▶ **Exercise directions**
Find the lines below that include the word "passed" and state how many there are, adding nothing.

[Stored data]
%%
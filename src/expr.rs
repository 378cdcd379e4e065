//! Typed DQL expression fragments.
//!
//! Every helper in this crate returns an [`Expr`]: a composable predicate
//! or value-producing fragment rendered to DQL text via `Display`. Raw
//! hand-authored fragments convert with `From<&str>`, so callers can mix
//! both forms uniformly when assembling clauses.
//!
//! ```rust
//! use dqlkit::{Cond, Expr};
//!
//! let e = Expr::and([
//!     Cond::from("u.active = TRUE"),
//!     Cond::from(Expr::is_null("u.deleted_at")),
//! ]);
//! assert_eq!(e.to_string(), "u.active = TRUE AND u.deleted_at IS NULL");
//! ```

use std::fmt;

use crate::value::ParamValue;

/// DQL has no NULL literal, so this is a hacky replacement.
pub const NULL: &str = "CASE WHEN 1=1 THEN :null ELSE :null END";

/// Comparison operators.
#[derive(Debug, Clone, Copy, PartialEq, Eq)]
pub enum CompareOp {
    /// `=`
    Eq,
    /// `<>`
    Neq,
    /// `<`
    Lt,
    /// `<=`
    Lte,
    /// `>`
    Gt,
    /// `>=`
    Gte,
    /// `INSTANCE OF`
    InstanceOf,
}

impl CompareOp {
    /// Get the DQL token for this operator.
    pub fn as_dql(&self) -> &'static str {
        match self {
            Self::Eq => "=",
            Self::Neq => "<>",
            Self::Lt => "<",
            Self::Lte => "<=",
            Self::Gt => ">",
            Self::Gte => ">=",
            Self::InstanceOf => "INSTANCE OF",
        }
    }
}

impl fmt::Display for CompareOp {
    fn fmt(&self, f: &mut fmt::Formatter<'_>) -> fmt::Result {
        f.write_str(self.as_dql())
    }
}

/// A composable DQL expression fragment.
#[derive(Debug, Clone, PartialEq)]
pub enum Expr {
    /// Column or alias reference (`u.name`).
    Path(String),
    /// Parameter placeholder, rendered as `:name`.
    Param(String),
    /// Inline literal value.
    Literal(ParamValue),
    /// Hand-authored raw fragment, passed through verbatim.
    Raw(String),
    /// Binary comparison (`left op right`).
    Comparison {
        left: Box<Expr>,
        op: CompareOp,
        right: Box<Expr>,
    },
    /// Range check (`expr BETWEEN min AND max`).
    Between {
        expr: Box<Expr>,
        min: Box<Expr>,
        max: Box<Expr>,
    },
    /// Membership check (`expr IN (...)` / `expr NOT IN (...)`).
    In {
        expr: Box<Expr>,
        values: Vec<Expr>,
        negated: bool,
    },
    /// Null check (`expr IS NULL` / `expr IS NOT NULL`).
    Null { expr: Box<Expr>, negated: bool },
    /// Pattern match (`expr LIKE pattern` / `expr NOT LIKE pattern`).
    Like {
        expr: Box<Expr>,
        pattern: Box<Expr>,
        negated: bool,
    },
    /// Conjunction of zero or more expressions.
    And(Vec<Expr>),
    /// Disjunction of zero or more expressions.
    Or(Vec<Expr>),
    /// Logical negation, rendered as `NOT(expr)`.
    Not(Box<Expr>),
    /// Function application (`NAME(args)`), aggregates included.
    Func {
        name: String,
        args: Vec<Expr>,
        distinct: bool,
    },
    /// Subquery existence over the subquery's rendered text.
    Exists { dql: String },
}

impl Expr {
    /// Column or alias reference.
    pub fn path(path: impl Into<String>) -> Self {
        Self::Path(path.into())
    }

    /// Parameter placeholder for `name` (without the leading colon).
    pub fn param(name: impl Into<String>) -> Self {
        Self::Param(name.into())
    }

    /// Inline literal value.
    pub fn literal(value: impl Into<ParamValue>) -> Self {
        Self::Literal(value.into())
    }

    /// Raw fragment, passed through verbatim.
    pub fn raw(fragment: impl Into<String>) -> Self {
        Self::Raw(fragment.into())
    }

    /// Binary comparison between two sub-expressions.
    pub fn comparison(left: impl Into<Expr>, op: CompareOp, right: impl Into<Expr>) -> Self {
        Self::Comparison {
            left: Box::new(left.into()),
            op,
            right: Box::new(right.into()),
        }
    }

    /// `IS NULL` check on a path.
    pub fn is_null(path: impl Into<String>) -> Self {
        Self::Null {
            expr: Box::new(Self::Path(path.into())),
            negated: false,
        }
    }

    /// `IS NOT NULL` check on a path.
    pub fn is_not_null(path: impl Into<String>) -> Self {
        Self::Null {
            expr: Box::new(Self::Path(path.into())),
            negated: true,
        }
    }

    /// Conjunction over a nested condition list.
    ///
    /// The list is normalized first: arbitrarily nested sub-lists flatten
    /// in order and [`Cond::None`] entries are dropped.
    pub fn and(conds: impl IntoIterator<Item = Cond>) -> Self {
        Self::And(normalize(conds))
    }

    /// Disjunction over a nested condition list, normalized like [`Expr::and`].
    pub fn or(conds: impl IntoIterator<Item = Cond>) -> Self {
        Self::Or(normalize(conds))
    }

    /// Logical negation.
    pub fn not(expr: impl Into<Expr>) -> Self {
        Self::Not(Box::new(expr.into()))
    }

    /// Function application.
    pub fn func(name: impl Into<String>, args: impl IntoIterator<Item = Expr>) -> Self {
        Self::Func {
            name: name.into(),
            args: args.into_iter().collect(),
            distinct: false,
        }
    }

    /// Number of direct members in a conjunction/disjunction; 1 otherwise.
    pub fn count(&self) -> usize {
        match self {
            Self::And(parts) | Self::Or(parts) => parts.len(),
            _ => 1,
        }
    }

    /// Whether this expression renders to nothing.
    ///
    /// Empty conjunctions/disjunctions (and empty raw fragments) are the
    /// degenerate result of all-empty condition input; they are never
    /// installed as a filter clause.
    pub fn is_empty(&self) -> bool {
        match self {
            Self::And(parts) | Self::Or(parts) => parts.iter().all(Expr::is_empty),
            Self::Raw(s) => s.is_empty(),
            _ => false,
        }
    }

    /// Render a combination member, parenthesizing nested combinations.
    fn fmt_member(&self, f: &mut fmt::Formatter<'_>) -> fmt::Result {
        match self {
            Self::And(parts) | Self::Or(parts) if parts.len() > 1 => {
                f.write_str("(")?;
                fmt::Display::fmt(self, f)?;
                f.write_str(")")
            }
            _ => fmt::Display::fmt(self, f),
        }
    }
}

impl fmt::Display for Expr {
    fn fmt(&self, f: &mut fmt::Formatter<'_>) -> fmt::Result {
        match self {
            Self::Path(p) | Self::Raw(p) => f.write_str(p),
            Self::Param(name) => write!(f, ":{name}"),
            Self::Literal(value) => f.write_str(&value.to_literal()),
            Self::Comparison { left, op, right } => write!(f, "{left} {op} {right}"),
            Self::Between { expr, min, max } => {
                write!(f, "{expr} BETWEEN {min} AND {max}")
            }
            Self::In {
                expr,
                values,
                negated,
            } => {
                let keyword = if *negated { "NOT IN" } else { "IN" };
                write!(f, "{expr} {keyword} (")?;
                for (i, value) in values.iter().enumerate() {
                    if i > 0 {
                        f.write_str(", ")?;
                    }
                    write!(f, "{value}")?;
                }
                f.write_str(")")
            }
            Self::Null { expr, negated } => {
                if *negated {
                    write!(f, "{expr} IS NOT NULL")
                } else {
                    write!(f, "{expr} IS NULL")
                }
            }
            Self::Like {
                expr,
                pattern,
                negated,
            } => {
                if *negated {
                    write!(f, "{expr} NOT LIKE {pattern}")
                } else {
                    write!(f, "{expr} LIKE {pattern}")
                }
            }
            Self::And(parts) | Self::Or(parts) => {
                let separator = match self {
                    Self::And(_) => " AND ",
                    _ => " OR ",
                };
                let mut first = true;
                for part in parts {
                    if !first {
                        f.write_str(separator)?;
                    }
                    part.fmt_member(f)?;
                    first = false;
                }
                Ok(())
            }
            Self::Not(inner) => write!(f, "NOT({inner})"),
            Self::Func {
                name,
                args,
                distinct,
            } => {
                write!(f, "{name}(")?;
                if *distinct {
                    f.write_str("DISTINCT ")?;
                }
                for (i, arg) in args.iter().enumerate() {
                    if i > 0 {
                        f.write_str(", ")?;
                    }
                    write!(f, "{arg}")?;
                }
                f.write_str(")")
            }
            Self::Exists { dql } => write!(f, "EXISTS({dql})"),
        }
    }
}

impl From<&str> for Expr {
    fn from(s: &str) -> Self {
        Self::Raw(s.to_string())
    }
}

impl From<String> for Expr {
    fn from(s: String) -> Self {
        Self::Raw(s)
    }
}

/// One node of a nested condition list.
///
/// Condition input to [`Expr::and`]/[`Expr::or`] is an ordered, arbitrarily
/// nested sequence of expressions and sub-sequences; `None` entries are
/// discarded during normalization.
#[derive(Debug, Clone, PartialEq)]
pub enum Cond {
    /// Absent condition, dropped during normalization.
    None,
    /// A single expression.
    One(Expr),
    /// A nested sub-sequence.
    Many(Vec<Cond>),
}

impl From<Expr> for Cond {
    fn from(e: Expr) -> Self {
        Self::One(e)
    }
}

impl From<Option<Expr>> for Cond {
    fn from(e: Option<Expr>) -> Self {
        match e {
            Some(e) => Self::One(e),
            None => Self::None,
        }
    }
}

impl From<&str> for Cond {
    fn from(s: &str) -> Self {
        Self::One(Expr::from(s))
    }
}

impl From<String> for Cond {
    fn from(s: String) -> Self {
        Self::One(Expr::from(s))
    }
}

impl From<Vec<Cond>> for Cond {
    fn from(conds: Vec<Cond>) -> Self {
        Self::Many(conds)
    }
}

impl From<Vec<Expr>> for Cond {
    fn from(exprs: Vec<Expr>) -> Self {
        Self::Many(exprs.into_iter().map(Cond::One).collect())
    }
}

/// Flatten a nested condition list into a single ordered sequence.
///
/// Depth-unlimited, order-preserving; `None` entries anywhere in the input
/// never survive. Flattening is associative: `[[a, b], [c]]` normalizes
/// equal to `[a, b, c]`.
pub fn normalize(conds: impl IntoIterator<Item = Cond>) -> Vec<Expr> {
    let mut out = Vec::new();
    for cond in conds {
        flatten_into(cond, &mut out);
    }
    out
}

fn flatten_into(cond: Cond, out: &mut Vec<Expr>) {
    match cond {
        Cond::None => {}
        Cond::One(expr) => out.push(expr),
        Cond::Many(conds) => {
            for cond in conds {
                flatten_into(cond, out);
            }
        }
    }
}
%%
▶ **Exercise answer**
2